Exercise goal
If a line in the records below contains the word "apply", copy it.

Input data
□ □ □ □

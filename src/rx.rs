//! Rx: parsed request/response state and the incoming wire parsers

use crate::{
    chunk::ChunkState,
    conn::{Conn, State},
    errors::HttpError,
    pipeline::Role,
    proto::{self, Method, Version},
    range::{self, ByteRange},
};
use bytes::BytesMut;
use memchr::memmem;
use std::time::SystemTime;
use tracing::{debug, trace};

// HEADERS

/// Case-insensitive header map preserving arrival order.
///
/// Duplicate keys are joined with `", "` per RFC 7230 §3.2.2; lookups use
/// a linear scan, which beats hashing at typical header counts.
#[derive(Debug, Clone, Default, PartialEq)]
pub struct Headers {
    entries: Vec<(String, String)>,
}

impl Headers {
    pub(crate) fn new() -> Self {
        Self::default()
    }

    /// Add a header, joining duplicates with `", "`.
    pub fn add(&mut self, key: &str, value: &str) {
        match self
            .entries
            .iter_mut()
            .find(|(k, _)| k.eq_ignore_ascii_case(key))
        {
            Some((_, existing)) => {
                existing.push_str(", ");
                existing.push_str(value);
            }
            None => self.entries.push((key.to_string(), value.to_string())),
        }
    }

    /// Set a header, replacing any existing value.
    pub fn set(&mut self, key: &str, value: &str) {
        match self
            .entries
            .iter_mut()
            .find(|(k, _)| k.eq_ignore_ascii_case(key))
        {
            Some((_, existing)) => {
                existing.clear();
                existing.push_str(value);
            }
            None => self.entries.push((key.to_string(), value.to_string())),
        }
    }

    /// Case-insensitive lookup.
    pub fn get(&self, key: &str) -> Option<&str> {
        self.entries
            .iter()
            .find(|(k, _)| k.eq_ignore_ascii_case(key))
            .map(|(_, v)| v.as_str())
    }

    pub fn len(&self) -> usize {
        self.entries.len()
    }

    pub fn is_empty(&self) -> bool {
        self.entries.is_empty()
    }

    pub fn iter(&self) -> impl Iterator<Item = (&str, &str)> {
        self.entries.iter().map(|(k, v)| (k.as_str(), v.as_str()))
    }
}

// PARSED URI

/// Decomposed request target.
#[derive(Debug, Clone, Default, PartialEq)]
pub struct ParsedUri {
    pub scheme: String,
    pub host: Option<String>,
    pub port: Option<u16>,
    pub path: String,
    pub query: Option<String>,
    pub ext: Option<String>,
}

impl ParsedUri {
    /// Parse an origin-form (`/path?query`) or absolute-form
    /// (`http://host:port/path?query`) target.
    pub fn parse(uri: &str) -> Option<Self> {
        let mut parsed = ParsedUri {
            scheme: "http".to_string(),
            ..Default::default()
        };
        let rest = if let Some(after) = uri.strip_prefix("http://") {
            parsed.take_authority(after)?
        } else if let Some(after) = uri.strip_prefix("https://") {
            parsed.scheme = "https".to_string();
            parsed.take_authority(after)?
        } else {
            uri
        };

        let (path, query) = match rest.find('?') {
            Some(at) => (&rest[..at], Some(rest[at + 1..].to_string())),
            None => (rest, None),
        };
        let path = if path.is_empty() { "/" } else { path };
        parsed.path = normalize_path(&percent_decode(path)?)?;
        parsed.query = query;
        parsed.ext = path_ext(&parsed.path);
        Some(parsed)
    }

    fn take_authority<'a>(&mut self, after: &'a str) -> Option<&'a str> {
        let end = after.find('/').unwrap_or(after.len());
        let authority = &after[..end];
        match authority.rsplit_once(':') {
            Some((host, port)) => {
                self.host = Some(host.to_string());
                self.port = Some(port.parse().ok()?);
            }
            None => self.host = Some(authority.to_string()),
        }
        if self.host.as_deref().is_some_and(str::is_empty) {
            return None;
        }
        Some(&after[end..])
    }
}

/// Resolve `.` and `..` segments. `None` if the path escapes the root.
fn normalize_path(path: &str) -> Option<String> {
    let mut segments: Vec<&str> = Vec::new();
    for segment in path.split('/') {
        match segment {
            "" | "." => {}
            ".." => {
                segments.pop()?;
            }
            other => segments.push(other),
        }
    }
    let mut normalized = String::with_capacity(path.len());
    for segment in &segments {
        normalized.push('/');
        normalized.push_str(segment);
    }
    if normalized.is_empty() {
        normalized.push('/');
    }
    if path.ends_with('/') && normalized.len() > 1 {
        normalized.push('/');
    }
    Some(normalized)
}

fn percent_decode(path: &str) -> Option<String> {
    if !path.contains('%') {
        return Some(path.to_string());
    }
    let bytes = path.as_bytes();
    let mut out = Vec::with_capacity(bytes.len());
    let mut i = 0;
    while i < bytes.len() {
        if bytes[i] == b'%' {
            let hex = bytes.get(i + 1..i + 3)?;
            out.push(proto::parse_hex(hex)? as u8);
            i += 3;
        } else {
            out.push(bytes[i]);
            i += 1;
        }
    }
    simdutf8::basic::from_utf8(&out).ok().map(str::to_string)
}

fn path_ext(path: &str) -> Option<String> {
    let name = path.rsplit('/').next()?;
    let (_, ext) = name.rsplit_once('.')?;
    let ext: String = ext.chars().take_while(|c| c.is_ascii_alphanumeric()).collect();
    (!ext.is_empty()).then_some(ext)
}

// RX

/// Per-request inbound snapshot. Created when a connection enters BEGIN
/// and discarded at COMPLETE.
#[derive(Debug)]
pub struct Rx {
    pub(crate) role: Role,
    /// Uppercased method name; unrecognized names pass through.
    pub method: String,
    pub method_kind: Option<Method>,
    pub uri: String,
    pub original_uri: String,
    pub path_info: String,
    pub script_name: String,
    pub parsed_uri: Option<ParsedUri>,
    pub headers: Headers,

    /// Declared content length; -1 if unknown.
    pub length: i64,
    /// Bytes still to consume; `i64::MAX` while chunked or close-delimited.
    pub remaining_content: i64,
    /// Raw body bytes accepted from the wire.
    pub bytes_read: i64,
    /// Body bytes handed to the application via read().
    pub read_content: i64,
    pub chunk_state: ChunkState,
    pub chunk_size: usize,
    pub eof: bool,

    pub form: bool,
    pub upload: bool,
    pub own_params: bool,
    pub(crate) needs_input_pipeline: bool,
    /// The handler's receive queue saw the END packet.
    pub input_ended: bool,

    /// Parsed request `Content-Range`: the range plus the full entity size.
    pub input_range: Option<(ByteRange, i64)>,
    pub etags: Vec<String>,
    /// Polarity of If-Match vs If-None-Match (and If-Range).
    pub if_match: bool,
    /// Polarity of If-Modified-Since vs If-Unmodified-Since.
    pub if_modified: bool,
    /// Any conditional header was present.
    pub if_condition: bool,
    pub since: Option<SystemTime>,

    /// Response role: parsed status code and message.
    pub status: u16,
    pub status_message: String,
    pub upgrade: Option<String>,
    pub redirect: Option<String>,
    pub(crate) expect_continue: bool,

    pub host_header: Option<String>,
    pub cookie: Option<String>,
    pub user_agent: Option<String>,
    pub referrer: Option<String>,
    pub origin: Option<String>,
    pub pragma: Option<String>,
    pub mime_type: Option<String>,
    pub connection: Option<String>,
    pub accept: Option<String>,
    pub accept_charset: Option<String>,
    pub accept_encoding: Option<String>,
    pub accept_language: Option<String>,
    pub auth_type: Option<String>,
    pub auth_details: Option<String>,

    /// The raw header block, retained next to the parsed form so an
    /// error-document re-request can be reconstructed from clean bytes.
    pub(crate) head_bytes: BytesMut,
}

impl Rx {
    pub(crate) fn new(role: Role) -> Self {
        Self {
            role,
            method: String::new(),
            method_kind: None,
            uri: String::new(),
            original_uri: String::new(),
            path_info: "/".to_string(),
            script_name: String::new(),
            parsed_uri: None,
            headers: Headers::new(),
            length: -1,
            remaining_content: 0,
            bytes_read: 0,
            read_content: 0,
            chunk_state: ChunkState::Unchunked,
            chunk_size: 0,
            eof: false,
            form: false,
            upload: false,
            own_params: false,
            needs_input_pipeline: role == Role::Client,
            input_ended: false,
            input_range: None,
            etags: Vec::new(),
            if_match: true,
            if_modified: true,
            if_condition: false,
            since: None,
            status: 0,
            status_message: String::new(),
            upgrade: None,
            redirect: None,
            expect_continue: false,
            host_header: None,
            cookie: None,
            user_agent: None,
            referrer: None,
            origin: None,
            pragma: None,
            mime_type: None,
            connection: None,
            accept: None,
            accept_charset: None,
            accept_encoding: None,
            accept_language: None,
            auth_type: None,
            auth_details: None,
            head_bytes: BytesMut::new(),
        }
    }

    fn reset_for_next_head(&mut self) {
        *self = Rx::new(self.role);
    }

    /// If-Modified-Since / If-Unmodified-Since evaluation against the
    /// entity's modification time.
    pub fn match_modified(&self, time: SystemTime) -> bool {
        let Some(since) = self.since else {
            return true;
        };
        if self.if_modified {
            // True when the entity has not been modified
            !(time > since)
        } else {
            time > since
        }
    }

    /// Match the entity's etag against the client-provided list, honoring
    /// If-Match vs If-None-Match polarity.
    pub fn match_etag(&self, requested: Option<&str>) -> bool {
        if self.etags.is_empty() {
            return true;
        }
        let Some(requested) = requested else {
            return false;
        };
        let found = self.etags.iter().any(|tag| tag == requested);
        if found {
            !self.if_match
        } else {
            self.if_match
        }
    }
}

// INCOMING PARSER

/// Tokenizer over an extracted header block.
struct HeadLines<'a> {
    lines: Vec<&'a [u8]>,
    next: usize,
}

impl<'a> HeadLines<'a> {
    fn new(block: &'a [u8]) -> Self {
        let mut lines = Vec::new();
        let mut start = 0;
        while start < block.len() {
            match memmem::find(&block[start..], b"\r\n") {
                Some(eol) => {
                    lines.push(&block[start..start + eol]);
                    start += eol + 2;
                }
                None => {
                    lines.push(&block[start..]);
                    break;
                }
            }
        }
        Self { lines, next: 0 }
    }

    fn next_line(&mut self) -> Option<&'a [u8]> {
        let line = self.lines.get(self.next).copied();
        self.next += 1;
        line
    }

    /// Obs-fold: continuation lines starting with SP/HT belong to the
    /// previous header's value.
    fn folded(&mut self) -> Option<&'a [u8]> {
        let line = *self.lines.get(self.next)?;
        if line.first().is_some_and(|&b| b == b' ' || b == b'\t') {
            self.next += 1;
            Some(trim_ws(line))
        } else {
            None
        }
    }
}
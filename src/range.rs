//! Byte ranges: Range / Content-Range parsing and the output range filter

use crate::{
    packet::{Packet, PacketFlags},
    pipeline::Exchange,
    proto,
    queue::QueueId,
    stage::{Stage, StageKind},
};
use bytes::BytesMut;

/// A half-open byte range `[start, end)`.
///
/// Until [`fix_ranges`] resolves them against the entity length, parsed
/// ranges use the wire conventions: `start == -1` marks a suffix range
/// (`bytes=-N`, with `end == N + 1`) and `end == -1` marks an open range
/// (`bytes=N-`).
#[derive(Debug, Clone, Copy, PartialEq, Eq)]
pub struct ByteRange {
    pub start: i64,
    pub end: i64,
}

impl ByteRange {
    #[inline]
    pub fn len(&self) -> i64 {
        self.end - self.start
    }

    #[inline]
    pub fn is_empty(&self) -> bool {
        self.len() <= 0
    }
}

/// Parse a request `Range` header: `bytes=n1-n2,n3-n4,...`
///
/// Examples:
/// - `bytes=0-49` — first 50 bytes
/// - `bytes=50-99,200-249` — two 50 byte ranges
/// - `bytes=-50` — last 50 bytes
/// - `bytes=1-` — skip the first byte, emit the rest
///
/// Returns `None` for malformed, descending, or overlapping ranges.
pub(crate) fn parse_range_header(value: &[u8]) -> Option<Vec<ByteRange>> {
    let list = match memchr::memchr(b'=', value) {
        Some(eq) => &value[eq + 1..],
        None => value,
    };
    let mut ranges = Vec::new();

    for token in list.split(|&b| b == b',') {
        let token: &[u8] = token.strip_prefix(b" ").unwrap_or(token);
        if token.is_empty() {
            return None;
        }
        let (start, after) = if token[0] == b'-' {
            (-1, token)
        } else {
            let (value, rest) = proto::take_dec(token);
            (value?, rest)
        };
        let mut end = -1;
        if let Some(dash) = memchr::memchr(b'-', after) {
            let tail = &after[dash + 1..];
            if !tail.is_empty() {
                // End is stored one beyond the range to ease the math
                end = proto::parse_dec(tail)? + 1;
            }
        } else {
            return None;
        }
        ranges.push(ByteRange { start, end });
    }
    if ranges.is_empty() {
        return None;
    }

    // Validate: ascending, non-overlapping, suffix/open only at the end
    for (i, range) in ranges.iter().enumerate() {
        if range.end != -1 && range.start >= range.end {
            return None;
        }
        if range.start < 0 && range.end < 0 {
            return None;
        }
        let next = ranges.get(i + 1);
        if range.start < 0 && next.is_some() {
            return None;
        }
        if let Some(next) = next {
            if range.end < 0 {
                return None;
            }
            if next.start >= 0 && range.end > next.start {
                return None;
            }
        }
    }
    Some(ranges)
}

/// Parse a request `Content-Range` header: `bytes start-end/size`.
/// Requires `0 <= start < end <= size`.
pub(crate) fn parse_content_range(value: &[u8]) -> Option<(ByteRange, i64)> {
    let digits = proto::skip_to_digit(value);
    let (start, rest) = proto::take_dec(digits);
    let start = start?;
    let rest = rest.strip_prefix(b"-")?;
    let (end, rest) = proto::take_dec(rest);
    let end = end?;
    let rest = rest.strip_prefix(b"/")?;
    let (size, _) = proto::take_dec(rest);
    let size = size?;

    if start >= end || end > size {
        return None;
    }
    Some((ByteRange { start, end }, size))
}

/// Resolve suffix and open ranges against the entity length. Returns
/// false when the ranges cannot be satisfied (unknown length, start past
/// the end); the caller then serves the full entity instead.
pub(crate) fn fix_ranges(ranges: &mut [ByteRange], length: i64) -> bool {
    if length <= 0 {
        return false;
    }
    for range in ranges.iter_mut() {
        if range.start < 0 {
            // Suffix: end holds the suffix byte count + 1
            range.start = (length - range.end + 1).max(0);
            range.end = length;
        }
        if range.end < 0 || range.end > length {
            range.end = length;
        }
        if range.start >= range.end || range.start >= length {
            return false;
        }
    }
    true
}

// THE FILTER

/// Slices outgoing data packets into the requested byte ranges.
///
/// A single range rewrites the response to `206 Partial Content` with a
/// `Content-Range` header; multiple ranges emit `multipart/byteranges`
/// parts delimited by a per-request boundary.
pub(crate) struct RangeFilter;

impl RangeFilter {
    fn boundary_head(x: &Exchange, range: &ByteRange) -> Packet {
        let boundary = x.tx.range_boundary.as_deref().unwrap_or("");
        let head = format!(
            "\r\n--{}\r\nContent-Range: bytes {}-{}/{}\r\n\r\n",
            boundary,
            range.start,
            range.end - 1,
            x.tx.entity_length
        );
        let mut packet = Packet::from_content(BytesMut::from(head.as_bytes()));
        packet.flags.insert(PacketFlags::RANGE | PacketFlags::SOLO);
        packet
    }

    fn boundary_tail(x: &Exchange) -> Packet {
        let boundary = x.tx.range_boundary.as_deref().unwrap_or("");
        let mut packet =
            Packet::from_content(BytesMut::from(format!("\r\n--{}--\r\n", boundary).as_bytes()));
        packet.flags.insert(PacketFlags::RANGE | PacketFlags::SOLO);
        packet
    }

    /// Decide once, before the head is written, whether ranged output
    /// applies to this response.
    fn arm(x: &mut Exchange) {
        if x.tx.ranges_armed || x.tx.head_written {
            return;
        }
        x.tx.ranges_armed = true;
        if x.tx.output_ranges.is_empty() || x.tx.status != proto::OK {
            x.tx.output_ranges.clear();
            return;
        }
        let mut ranges = std::mem::take(&mut x.tx.output_ranges);
        if !fix_ranges(&mut ranges, x.tx.length) {
            return;
        }
        x.tx.entity_length = x.tx.length;
        x.tx.status = proto::PARTIAL_CONTENT;
        if ranges.len() == 1 {
            x.tx.content_range = Some(ranges[0]);
            x.tx.length = ranges[0].len();
        } else {
            x.tx.range_boundary = Some(x.service.next_boundary());
            // Parts are framed as they stream; length is recomputed by
            // the downstream framing decision
            x.tx.length = -1;
        }
        x.tx.output_ranges = ranges;
    }

    /// Map a data packet at entity offset `offset` onto the ranges,
    /// emitting the intersecting slices downstream.
    fn apply(x: &mut Exchange, q: QueueId, packet: Packet, offset: i64) {
        let span_end = offset + packet.len() as i64;
        let ranges = x.tx.output_ranges.clone();
        let multi = ranges.len() > 1;

        for (i, range) in ranges.iter().enumerate() {
            let start = range.start.max(offset);
            let end = range.end.min(span_end);
            if start >= end {
                continue;
            }
            if multi && x.tx.range_emitted <= i {
                x.tx.range_emitted = i + 1;
                let head = Self::boundary_head(x, range);
                x.put_next(q, head);
            }
            let from = (start - offset) as usize;
            let to = (end - offset) as usize;
            let mut slice = Packet::from_content(BytesMut::from(&packet.content[from..to]));
            slice.flags.insert(PacketFlags::RANGE);
            x.put_next(q, slice);
        }
    }
}

impl Stage for RangeFilter {
    fn name(&self) -> &'static str {
        "rangeFilter"
    }

    fn kind(&self) -> StageKind {
        StageKind::Filter
    }

    fn outgoing_service(&self, x: &mut Exchange, q: QueueId) {
        Self::arm(x);

        while let Some(mut packet) = x.queue_mut(q).get_packet() {
            if !x.will_next_accept(q, &mut packet) {
                x.queue_mut(q).put_front(packet);
                return;
            }
            if x.tx.output_ranges.is_empty() {
                x.put_next(q, packet);
                continue;
            }
            if packet.is_end() {
                if x.tx.output_ranges.len() > 1 {
                    let tail = Self::boundary_tail(x);
                    x.put_next(q, tail);
                }
                x.put_next(q, packet);
            } else if packet.is_data() {
                let offset = x.tx.range_pos;
                x.tx.range_pos += packet.len() as i64;
                Self::apply(x, q, packet, offset);
            } else {
                x.put_next(q, packet);
            }
        }
        x.release_backpressure(q);
    }
}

□ □ □ □

Answer
    fn apply(x: &mut Exchange, q: QueueId, packet: Packet, offset: i64) {
                Self::apply(x, q, packet, offset);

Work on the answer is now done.